A bedrock of science is reproducibility. If computer generated output play a part of science the code must be made public; it is not enough to give specifications or methods or whatever. What happens if another scientist, using the specificationis or methods or whatever get different results? What if one of the programs had an error; who made the error? There is a saying in software engineering that the program is its documentation. Many times seemingly small changes are made by a programmer and the programmer forgets to document the changes.
A computer program, if it is useful, almost always undergoes changes as long as it is used. Perhaps new features are added or bugs are corrected. Confusion can arise if one publishes a paper using one version of a program and later changes are made to the program. It is not difficult to keep track of different versions.

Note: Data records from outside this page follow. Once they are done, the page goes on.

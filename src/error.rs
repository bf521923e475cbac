//! Error taxonomy for REST API calls.
//!
//! ERROR HANDLING
//! ==============
//! Nothing here is handled locally. Every failure is classified and returned
//! to the caller, which owns rendering and any retry decision:
//!
//! - `Network`: the request never reached the server.
//! - `Api`: the server answered with a non-2xx status and a JSON error body.
//! - `ResponseParse`: a body that should have been JSON was not. This wins
//!   over `Api` when the error body itself is malformed.
//! - `EncodedData`: the double-encoded `data` field of the site endpoints
//!   did not parse. No recovery is attempted.

#[cfg(test)]
#[path = "error_test.rs"]
mod error_test;

use serde_json::Value;

/// Failure reported by a [`Transport`](crate::transport::Transport).
#[derive(Debug, Clone, PartialEq, Eq, thiserror::Error)]
pub enum TransportError {
    /// The underlying HTTP client could not be constructed.
    #[error("HTTP client build failed: {0}")]
    Setup(String),

    /// The request could not be built from its descriptor.
    #[error("invalid request: {0}")]
    InvalidRequest(String),

    /// The request was sent but no response arrived (DNS, refused, reset, ...).
    #[error("request failed: {0}")]
    Request(String),

    /// A response arrived but its body could not be read.
    #[error("response body unreadable: {0}")]
    Body(String),
}

/// Errors produced by [`JetpackApi`](crate::api::JetpackApi) operations.
#[derive(Debug, thiserror::Error)]
pub enum ApiError {
    /// Transport-level failure; the server was not reached.
    #[error("network error: {0}")]
    Network(#[from] TransportError),

    /// The server responded with a status outside `200..300`.
    #[error("{message}")]
    Api {
        status: u16,
        message: String,
        body: Value,
    },

    /// A response body was not valid JSON.
    #[error("Couldn't understand Jetpack's REST API response ({kind})")]
    ResponseParse {
        kind: &'static str,
        #[source]
        source: serde_json::Error,
    },

    /// The outer envelope parsed but its `data` string did not.
    #[error("encoded response data is not valid JSON: {0}")]
    EncodedData(String),

    /// A request body could not be serialized.
    #[error("request body serialization failed: {0}")]
    Encode(#[source] serde_json::Error),
}

impl ApiError {
    pub(crate) fn response_parse(source: serde_json::Error) -> Self {
        Self::ResponseParse { kind: parse_failure_name(&source), source }
    }

    /// `true` when the server was never reached.
    #[must_use]
    pub fn is_network(&self) -> bool {
        matches!(self, Self::Network(_))
    }

    /// HTTP status of an [`ApiError::Api`] failure.
    #[must_use]
    pub fn status(&self) -> Option<u16> {
        match self {
            Self::Api { status, .. } => Some(*status),
            _ => None,
        }
    }

    /// Parsed error body of an [`ApiError::Api`] failure.
    #[must_use]
    pub fn body(&self) -> Option<&Value> {
        match self {
            Self::Api { body, .. } => Some(body),
            _ => None,
        }
    }
}

/// Short name of a JSON parse failure, embedded in the user-facing message.
///
/// Empty and truncated bodies count as syntax errors, as in `JSON.parse`.
pub(crate) fn parse_failure_name(err: &serde_json::Error) -> &'static str {
    use serde_json::error::Category;

    match err.classify() {
        Category::Io => "IoError",
        Category::Syntax | Category::Eof => "SyntaxError",
        Category::Data => "DataError",
    }
}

CVS is a system used in Open Source software that does just that. To use CVS you make your changes and you save (commit) the file with the changes and you get a new current version. CVS works by creating diff files that keep track of the changes made from the previous version. One can retrieve the version 1, apply the diff file to get version 2, and another diff file to get version 3, and so on. It is not difficult to create all previous versions of a file.

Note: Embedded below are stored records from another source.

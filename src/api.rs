//! The Jetpack REST operation catalogue.
//!
//! DESIGN
//! ======
//! One method per operation, instead of a generic request dispatcher, so each
//! call site names exactly which endpoint it talks to. Response shapes are
//! owned by the host application and are passed through as
//! [`serde_json::Value`] untouched.

#[cfg(test)]
#[path = "api_test.rs"]
mod api_test;

use serde_json::Value;

use crate::error::ApiError;

pub type ApiResult = Result<Value, ApiError>;

/// Jump start toggle. Parsed from the `"activate"` / `"deactivate"` tokens.
#[derive(Debug, Clone, Copy, PartialEq, Eq)]
pub enum JumpStartAction {
    Activate,
    Deactivate,
}

impl JumpStartAction {
    /// Map a UI token to an action. Unrecognized tokens yield `None`.
    #[must_use]
    pub fn from_token(token: &str) -> Option<Self> {
        match token {
            "activate" => Some(Self::Activate),
            "deactivate" => Some(Self::Deactivate),
            _ => None,
        }
    }

    #[must_use]
    pub fn is_active(self) -> bool {
        matches!(self, Self::Activate)
    }
}

/// Every operation resolves to the parsed JSON body on a 2xx response.
///
/// # Errors
///
/// Each method fails with [`ApiError::Network`] when the transport fails,
/// [`ApiError::Api`] on a non-2xx status, and [`ApiError::ResponseParse`]
/// when a body is not JSON.
#[cfg_attr(feature = "hydrate", async_trait::async_trait(?Send))]
#[cfg_attr(not(feature = "hydrate"), async_trait::async_trait)]
#[allow(clippy::missing_errors_doc)]
pub trait JetpackApi {
    /// `GET connection`
    async fn fetch_site_connection_status(&self) -> ApiResult;

    /// `GET connection/data`
    async fn fetch_user_connection_data(&self) -> ApiResult;

    /// `POST connection` with `{"isActive":false}`.
    async fn disconnect_site(&self) -> ApiResult;

    /// `GET connection/url`
    async fn fetch_connect_url(&self) -> ApiResult;

    /// `POST connection/user` with `{"linked":false}`.
    async fn unlink_user(&self) -> ApiResult;

    /// `POST jumpstart` with `{"active":bool}`.
    ///
    /// Tokens other than `"activate"` / `"deactivate"` send `{}` and leave
    /// the outcome to the server.
    async fn jump_start(&self, action: &str) -> ApiResult;

    /// `GET module/all`
    async fn fetch_modules(&self) -> ApiResult;

    /// `GET module/{slug}`
    async fn fetch_module(&self, slug: &str) -> ApiResult;

    /// `POST module/{slug}/active` with `{"active":true}`.
    async fn activate_module(&self, slug: &str) -> ApiResult;

    /// `POST module/{slug}/active` with `{"active":false}`.
    async fn deactivate_module(&self, slug: &str) -> ApiResult;

    /// `POST module/{slug}` with the option values as the body.
    async fn update_module_options(&self, slug: &str, options: &Value) -> ApiResult;

    /// `POST settings` with the option values as the body.
    async fn update_settings(&self, options: &Value) -> ApiResult;

    /// `GET module/protect/data`
    async fn get_protect_count(&self) -> ApiResult;

    /// `POST options/{options_key}` with `{"reset":true}`.
    async fn reset_options(&self, options_key: &str) -> ApiResult;

    /// `GET module/vaultpress/data`
    async fn get_vault_press_data(&self) -> ApiResult;

    /// `GET module/akismet/data`
    async fn get_akismet_data(&self) -> ApiResult;

    /// `GET module/akismet/key/check` against the stored key.
    async fn check_akismet_key(&self) -> ApiResult;

    /// `POST module/akismet/key/check` with `{"api_key":...}`.
    async fn check_akismet_key_typed(&self, api_key: &str) -> ApiResult;

    /// `GET module/stats/data?range={range}`
    async fn fetch_stats_data(&self, range: &str) -> ApiResult;

    /// `GET updates/plugins`
    async fn get_plugin_updates(&self) -> ApiResult;

    /// `GET settings`
    async fn fetch_settings(&self) -> ApiResult;

    /// `POST settings` with a single changed setting as the body.
    async fn update_setting(&self, setting: &Value) -> ApiResult;

    /// `GET site`, resolving to the decoded `data` field.
    ///
    /// An undecodable `data` field fails with [`ApiError::EncodedData`].
    async fn fetch_site_data(&self) -> ApiResult;

    /// `GET site/features`, resolving to the decoded `data` field.
    async fn fetch_site_features(&self) -> ApiResult;

    /// `POST notice/{notice}` with `{"dismissed":true}`.
    async fn dismiss_jetpack_notice(&self, notice: &str) -> ApiResult;

    /// `GET plugins`
    async fn fetch_plugins_data(&self) -> ApiResult;
}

One can also use a versioning system like CVS for data files. The base file of, say weather station data, may be used as version 1, and changes from homogenization or whatever may be applied as different versions. This would allow one to reproduce a changing data file at a particular time.
Often intermediate files are created. Needless to say the progarm that creates them must be saved programs.
Finally one should have a script ( or a makefile) that that goes through all the steps, including creating intermediate files, to get the results. Open Source usually use makefiles. The data files and programs are generally is generally put together in what is called a tarball with a README file.
Not only does something like the above allow results to be easily reproduced, but based on my experience a procedure like what I have advocated can save the programmer time. Admittedly there may be a steep learning curve but if one spends 5 years developing and using a large software system it probably pays to automate as much of the work as possible. A large system by definition involves many different inacting parts and it is hard to keep everything in one's head. Documentation on how to generate the results from the data files to the output generally does not work because it may not be kept up to date. The script or makefile is documentation
klee12
This article deals with quantitative social science, but I do see a lot of parallels with climate modeling (though I admit that is something I have no experience with).
ReplyDeleteThe journal publication format has never been suited for the sort of data and model accountability advocated here. I agree with the need, and am happy that the computer age makes this possible, but I can also understand the resistance.
Random testing by graduate students? (and fodder for one's critics?) Preparing a complete replication package in addition to a journal article?
Hmpf... maybe I'll just take my work to another journal.
The pre-specification of model design seems something more particular to social sciences, where it is very easy to mine datasets for statistically significant correlations and use that as a finding.
I have had real trouble with the quantification of uncertainty in climate model predictions. Sure we can check the variance of multiple models, but that seems to only scratch the surface of the possible uncertainty.
As for the historical temperature record of the last century - it would be great to see how sensitive these records (or models if you will) are to various specifications.
I like the preceding discussion of CVS - wouldn't it be handy if such a tool had been used from the outset on climate datasets (along with other kinds of wishful thinking if people had known how the data would have been used).